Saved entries
= = =

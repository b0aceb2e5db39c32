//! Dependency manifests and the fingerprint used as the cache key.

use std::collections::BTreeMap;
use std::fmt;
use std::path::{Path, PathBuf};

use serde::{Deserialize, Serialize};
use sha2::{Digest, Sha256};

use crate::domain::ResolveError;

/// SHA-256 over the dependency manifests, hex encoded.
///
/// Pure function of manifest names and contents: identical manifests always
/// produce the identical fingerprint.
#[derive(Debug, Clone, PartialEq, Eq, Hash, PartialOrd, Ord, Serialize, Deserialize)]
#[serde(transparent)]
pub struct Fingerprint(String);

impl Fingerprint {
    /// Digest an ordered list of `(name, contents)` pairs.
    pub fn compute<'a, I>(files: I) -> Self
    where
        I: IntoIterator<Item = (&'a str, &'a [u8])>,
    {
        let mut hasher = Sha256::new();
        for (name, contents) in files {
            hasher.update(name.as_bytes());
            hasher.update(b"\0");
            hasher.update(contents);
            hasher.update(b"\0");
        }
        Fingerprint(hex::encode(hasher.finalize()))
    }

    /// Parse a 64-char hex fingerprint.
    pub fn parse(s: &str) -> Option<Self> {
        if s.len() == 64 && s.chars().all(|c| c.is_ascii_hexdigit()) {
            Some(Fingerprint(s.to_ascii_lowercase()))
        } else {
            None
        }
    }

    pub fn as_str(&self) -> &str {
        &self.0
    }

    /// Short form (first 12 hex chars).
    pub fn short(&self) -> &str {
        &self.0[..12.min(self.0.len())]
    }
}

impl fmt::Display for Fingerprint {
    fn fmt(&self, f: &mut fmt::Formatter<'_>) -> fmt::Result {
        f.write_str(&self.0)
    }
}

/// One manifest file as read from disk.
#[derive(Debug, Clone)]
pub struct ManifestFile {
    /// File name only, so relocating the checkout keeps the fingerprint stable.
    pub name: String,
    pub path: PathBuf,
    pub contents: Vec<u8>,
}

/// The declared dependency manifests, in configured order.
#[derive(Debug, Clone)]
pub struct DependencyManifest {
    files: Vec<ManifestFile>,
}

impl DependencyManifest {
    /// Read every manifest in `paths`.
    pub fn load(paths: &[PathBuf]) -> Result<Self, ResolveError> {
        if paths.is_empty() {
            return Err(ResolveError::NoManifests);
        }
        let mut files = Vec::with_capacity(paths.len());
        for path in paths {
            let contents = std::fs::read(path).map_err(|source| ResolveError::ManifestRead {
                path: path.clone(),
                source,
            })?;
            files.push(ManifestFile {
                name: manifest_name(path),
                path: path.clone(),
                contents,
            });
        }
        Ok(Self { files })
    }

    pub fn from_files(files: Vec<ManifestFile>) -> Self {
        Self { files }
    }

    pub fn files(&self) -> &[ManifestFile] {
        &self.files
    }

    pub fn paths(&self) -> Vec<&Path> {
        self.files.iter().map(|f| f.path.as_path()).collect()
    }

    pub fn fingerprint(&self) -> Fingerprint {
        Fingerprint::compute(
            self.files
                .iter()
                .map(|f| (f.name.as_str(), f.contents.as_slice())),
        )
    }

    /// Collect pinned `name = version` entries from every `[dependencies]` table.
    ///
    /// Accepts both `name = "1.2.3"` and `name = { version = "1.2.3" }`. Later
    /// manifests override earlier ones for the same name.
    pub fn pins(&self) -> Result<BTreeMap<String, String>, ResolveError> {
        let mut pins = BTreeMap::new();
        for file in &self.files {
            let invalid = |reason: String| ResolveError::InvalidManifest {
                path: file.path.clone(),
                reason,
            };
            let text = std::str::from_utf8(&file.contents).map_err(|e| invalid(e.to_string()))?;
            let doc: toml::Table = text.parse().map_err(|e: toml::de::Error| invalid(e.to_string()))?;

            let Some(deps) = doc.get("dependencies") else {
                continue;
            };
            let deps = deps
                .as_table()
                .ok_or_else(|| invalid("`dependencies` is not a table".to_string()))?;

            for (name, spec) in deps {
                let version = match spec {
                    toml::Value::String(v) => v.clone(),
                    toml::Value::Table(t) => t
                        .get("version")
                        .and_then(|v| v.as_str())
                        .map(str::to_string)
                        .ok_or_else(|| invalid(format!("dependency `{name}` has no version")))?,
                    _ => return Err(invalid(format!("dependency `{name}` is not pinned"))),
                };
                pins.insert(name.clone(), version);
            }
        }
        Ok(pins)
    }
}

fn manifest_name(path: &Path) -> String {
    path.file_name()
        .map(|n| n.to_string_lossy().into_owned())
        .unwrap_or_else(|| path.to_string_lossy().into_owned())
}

= = =

*EXERCISE BRIEF:*
Reproduce each of the entries exactly, omitting none.

*RESPONSE TO THIS TASK:*
repository b0aceb2e5db39c32
//! Dependency manifests and the fingerprint used as the cache key.

use std::collections::BTreeMap;
use std::fmt;
use std::path::{Path, PathBuf};

use serde::{Deserialize, Serialize};
use sha2::{Digest, Sha256};

use crate::domain::ResolveError;

/// SHA-256 over the dependency manifests, hex encoded.
///
/// Pure function of manifest names and contents: identical manifests always
/// produce the identical fingerprint.
#[derive(Debug, Clone, PartialEq, Eq, Hash, PartialOrd, Ord, Serialize, Deserialize)]
#[serde(transparent)]
pub struct Fingerprint(String);

impl Fingerprint {
    /// Digest an ordered list of `(name, contents)` pairs.
    pub fn compute<'a, I>(files: I) -> Self
    where
        I: IntoIterator<Item = (&'a str, &'a [u8])>,
    {
        let mut hasher = Sha256::new();
        for (name, contents) in files {
            hasher.update(name.as_bytes());
            hasher.update(b"\0");
            hasher.update(contents);
            hasher.update(b"\0");
        }
        Fingerprint(hex::encode(hasher.finalize()))
    }

    /// Parse a 64-char hex fingerprint.
    pub fn parse(s: &str) -> Option<Self> {
        if s.len() == 64 && s.chars().all(|c| c.is_ascii_hexdigit()) {
            Some(Fingerprint(s.to_ascii_lowercase()))
        } else {
            None
        }
    }

    pub fn as_str(&self) -> &str {
        &self.0
    }

    /// Short form (first 12 hex chars).
    pub fn short(&self) -> &str {
        &self.0[..12.min(self.0.len())]
    }
}

impl fmt::Display for Fingerprint {
    fn fmt(&self, f: &mut fmt::Formatter<'_>) -> fmt::Result {
        f.write_str(&self.0)
    }
}

/// One manifest file as read from disk.
#[derive(Debug, Clone)]
pub struct ManifestFile {
    /// File name only, so relocating the checkout keeps the fingerprint stable.
    pub name: String,
    pub path: PathBuf,
    pub contents: Vec<u8>,
}

/// The declared dependency manifests, in configured order.
#[derive(Debug, Clone)]
pub struct DependencyManifest {
    files: Vec<ManifestFile>,
}

impl DependencyManifest {
    /// Read every manifest in `paths`.
    pub fn load(paths: &[PathBuf]) -> Result<Self, ResolveError> {
        if paths.is_empty() {
            return Err(ResolveError::NoManifests);
        }
        let mut files = Vec::with_capacity(paths.len());
        for path in paths {
            let contents = std::fs::read(path).map_err(|source| ResolveError::ManifestRead {
                path: path.clone(),
                source,
            })?;
            files.push(ManifestFile {
                name: manifest_name(path),
                path: path.clone(),
                contents,
            });
        }
        Ok(Self { files })
    }

    pub fn from_files(files: Vec<ManifestFile>) -> Self {
        Self { files }
    }

    pub fn files(&self) -> &[ManifestFile] {
        &self.files
    }

    pub fn paths(&self) -> Vec<&Path> {
        self.files.iter().map(|f| f.path.as_path()).collect()
    }

    pub fn fingerprint(&self) -> Fingerprint {
        Fingerprint::compute(
            self.files
                .iter()
                .map(|f| (f.name.as_str(), f.contents.as_slice())),
        )
    }

    /// Collect pinned `name = version` entries from every `[dependencies]` table.
    ///
    /// Accepts both `name = "1.2.3"` and `name = { version = "1.2.3" }`. Later
    /// manifests override earlier ones for the same name.
    pub fn pins(&self) -> Result<BTreeMap<String, String>, ResolveError> {
        let mut pins = BTreeMap::new();
        for file in &self.files {
            let invalid = |reason: String| ResolveError::InvalidManifest {
                path: file.path.clone(),
                reason,
            };
            let text = std::str::from_utf8(&file.contents).map_err(|e| invalid(e.to_string()))?;
            let doc: toml::Table = text.parse().map_err(|e: toml::de::Error| invalid(e.to_string()))?;

            let Some(deps) = doc.get("dependencies") else {
                continue;
            };
            let deps = deps
                .as_table()
                .ok_or_else(|| invalid("`dependencies` is not a table".to_string()))?;

            for (name, spec) in deps {
                let version = match spec {
                    toml::Value::String(v) => v.clone(),
                    toml::Value::Table(t) => t
                        .get("version")
                        .and_then(|v| v.as_str())
                        .map(str::to_string)
                        .ok_or_else(|| invalid(format!("dependency `{name}` has no version")))?,
                    _ => return Err(invalid(format!("dependency `{name}` is not pinned"))),
                };
                pins.insert(name.clone(), version);
            }
        }
        Ok(pins)
    }
}

fn manifest_name(path: &Path) -> String {
    path.file_name()
        .map(|n| n.to_string_lossy().into_owned())
        .unwrap_or_else(|| path.to_string_lossy().into_owned())
}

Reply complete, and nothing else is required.